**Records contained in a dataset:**
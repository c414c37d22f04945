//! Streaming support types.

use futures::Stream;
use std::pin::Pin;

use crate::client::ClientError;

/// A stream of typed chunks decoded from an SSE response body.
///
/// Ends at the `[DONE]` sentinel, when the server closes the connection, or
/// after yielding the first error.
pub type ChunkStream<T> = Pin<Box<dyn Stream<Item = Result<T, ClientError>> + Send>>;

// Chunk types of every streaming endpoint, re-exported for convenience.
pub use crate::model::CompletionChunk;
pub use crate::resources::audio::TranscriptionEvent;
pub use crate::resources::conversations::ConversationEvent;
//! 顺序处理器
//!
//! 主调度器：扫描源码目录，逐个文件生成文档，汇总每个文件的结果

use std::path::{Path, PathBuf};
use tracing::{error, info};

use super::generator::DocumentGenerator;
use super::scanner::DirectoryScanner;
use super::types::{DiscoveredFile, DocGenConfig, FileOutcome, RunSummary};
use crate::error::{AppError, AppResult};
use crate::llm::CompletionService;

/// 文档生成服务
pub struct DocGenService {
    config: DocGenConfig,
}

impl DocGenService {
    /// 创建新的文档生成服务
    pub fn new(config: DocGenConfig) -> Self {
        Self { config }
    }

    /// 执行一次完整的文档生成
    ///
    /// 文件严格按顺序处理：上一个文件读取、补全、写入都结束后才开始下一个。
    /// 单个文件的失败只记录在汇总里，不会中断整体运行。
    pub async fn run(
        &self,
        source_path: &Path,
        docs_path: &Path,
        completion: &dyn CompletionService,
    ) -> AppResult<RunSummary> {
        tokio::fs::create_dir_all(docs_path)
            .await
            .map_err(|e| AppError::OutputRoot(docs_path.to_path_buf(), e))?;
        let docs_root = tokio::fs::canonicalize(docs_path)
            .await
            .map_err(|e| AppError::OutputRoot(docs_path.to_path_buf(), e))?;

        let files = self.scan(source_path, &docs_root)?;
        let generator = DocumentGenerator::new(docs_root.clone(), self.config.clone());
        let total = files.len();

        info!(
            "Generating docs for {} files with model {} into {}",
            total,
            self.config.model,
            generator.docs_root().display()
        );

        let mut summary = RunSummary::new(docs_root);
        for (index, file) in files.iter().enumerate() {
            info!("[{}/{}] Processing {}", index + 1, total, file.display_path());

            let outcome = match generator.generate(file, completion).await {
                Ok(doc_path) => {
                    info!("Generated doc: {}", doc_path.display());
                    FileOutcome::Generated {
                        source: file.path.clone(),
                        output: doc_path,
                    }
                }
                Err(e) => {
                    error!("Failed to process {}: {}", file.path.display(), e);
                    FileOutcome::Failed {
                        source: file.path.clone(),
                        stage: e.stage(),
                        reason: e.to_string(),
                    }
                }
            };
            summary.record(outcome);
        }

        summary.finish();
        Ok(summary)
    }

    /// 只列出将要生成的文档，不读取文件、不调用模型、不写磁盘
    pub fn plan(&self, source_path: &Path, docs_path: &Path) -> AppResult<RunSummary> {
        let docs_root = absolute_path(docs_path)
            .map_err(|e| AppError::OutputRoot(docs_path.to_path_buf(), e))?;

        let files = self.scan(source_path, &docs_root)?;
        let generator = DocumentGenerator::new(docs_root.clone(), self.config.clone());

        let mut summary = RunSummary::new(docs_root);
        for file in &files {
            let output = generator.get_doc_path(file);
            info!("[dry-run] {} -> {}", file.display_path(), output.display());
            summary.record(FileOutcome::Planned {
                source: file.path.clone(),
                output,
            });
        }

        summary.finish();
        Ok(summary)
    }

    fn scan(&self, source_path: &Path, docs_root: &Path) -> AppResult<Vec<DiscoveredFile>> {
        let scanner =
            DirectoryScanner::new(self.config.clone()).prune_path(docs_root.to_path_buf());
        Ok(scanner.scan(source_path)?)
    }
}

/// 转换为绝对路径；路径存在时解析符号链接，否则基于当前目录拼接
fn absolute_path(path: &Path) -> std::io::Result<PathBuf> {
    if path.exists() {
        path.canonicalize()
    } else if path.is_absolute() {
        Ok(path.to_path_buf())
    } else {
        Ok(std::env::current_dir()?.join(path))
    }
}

---

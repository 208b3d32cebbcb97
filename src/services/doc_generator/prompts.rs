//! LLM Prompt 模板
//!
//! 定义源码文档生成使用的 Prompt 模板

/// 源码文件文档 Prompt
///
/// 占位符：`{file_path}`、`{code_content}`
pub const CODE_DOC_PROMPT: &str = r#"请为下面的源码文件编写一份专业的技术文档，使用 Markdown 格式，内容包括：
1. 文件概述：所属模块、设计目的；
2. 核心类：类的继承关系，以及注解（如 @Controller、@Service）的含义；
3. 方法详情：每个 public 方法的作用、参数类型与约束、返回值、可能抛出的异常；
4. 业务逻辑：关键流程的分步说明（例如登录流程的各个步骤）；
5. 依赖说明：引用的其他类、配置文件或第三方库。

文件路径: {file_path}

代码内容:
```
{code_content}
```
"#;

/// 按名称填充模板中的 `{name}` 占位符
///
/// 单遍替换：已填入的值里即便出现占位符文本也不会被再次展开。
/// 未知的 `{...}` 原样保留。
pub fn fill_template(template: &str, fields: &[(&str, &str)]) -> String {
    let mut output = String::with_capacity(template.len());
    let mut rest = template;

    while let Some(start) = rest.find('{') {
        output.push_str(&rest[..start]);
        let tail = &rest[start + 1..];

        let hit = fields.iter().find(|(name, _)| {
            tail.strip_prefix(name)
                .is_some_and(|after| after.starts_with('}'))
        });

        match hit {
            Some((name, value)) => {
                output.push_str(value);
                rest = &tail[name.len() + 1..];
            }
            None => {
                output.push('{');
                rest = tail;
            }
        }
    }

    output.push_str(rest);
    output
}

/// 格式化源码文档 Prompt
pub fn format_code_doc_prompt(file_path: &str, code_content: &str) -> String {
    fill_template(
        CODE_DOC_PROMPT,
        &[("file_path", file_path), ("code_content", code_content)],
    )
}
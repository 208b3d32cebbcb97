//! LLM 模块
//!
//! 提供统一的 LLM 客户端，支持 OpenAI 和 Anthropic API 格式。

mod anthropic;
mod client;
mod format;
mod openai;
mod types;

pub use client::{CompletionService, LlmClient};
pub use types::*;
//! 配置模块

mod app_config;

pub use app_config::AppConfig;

**Problem requirements:** The answer is the lines above between the line holding "pub const CODE_DOC_PROMPT: &str" and the line holding "pub fn fill_template(template: &str, fields: &[(&str, &str)])", inclusive, each written out exactly, and no others.

**Response to this task:**
pub const CODE_DOC_PROMPT: &str = r#"请为下面的源码文件编写一份专业的技术文档，使用 Markdown 格式，内容包括：
1. 文件概述：所属模块、设计目的；
2. 核心类：类的继承关系，以及注解（如 @Controller、@Service）的含义；
3. 方法详情：每个 public 方法的作用、参数类型与约束、返回值、可能抛出的异常；
4. 业务逻辑：关键流程的分步说明（例如登录流程的各个步骤）；
5. 依赖说明：引用的其他类、配置文件或第三方库。

文件路径: {file_path}

代码内容:
```
{code_content}
```
"#;

/// 按名称填充模板中的 `{name}` 占位符
///
/// 单遍替换：已填入的值里即便出现占位符文本也不会被再次展开。
/// 未知的 `{...}` 原样保留。
pub fn fill_template(template: &str, fields: &[(&str, &str)]) -> String {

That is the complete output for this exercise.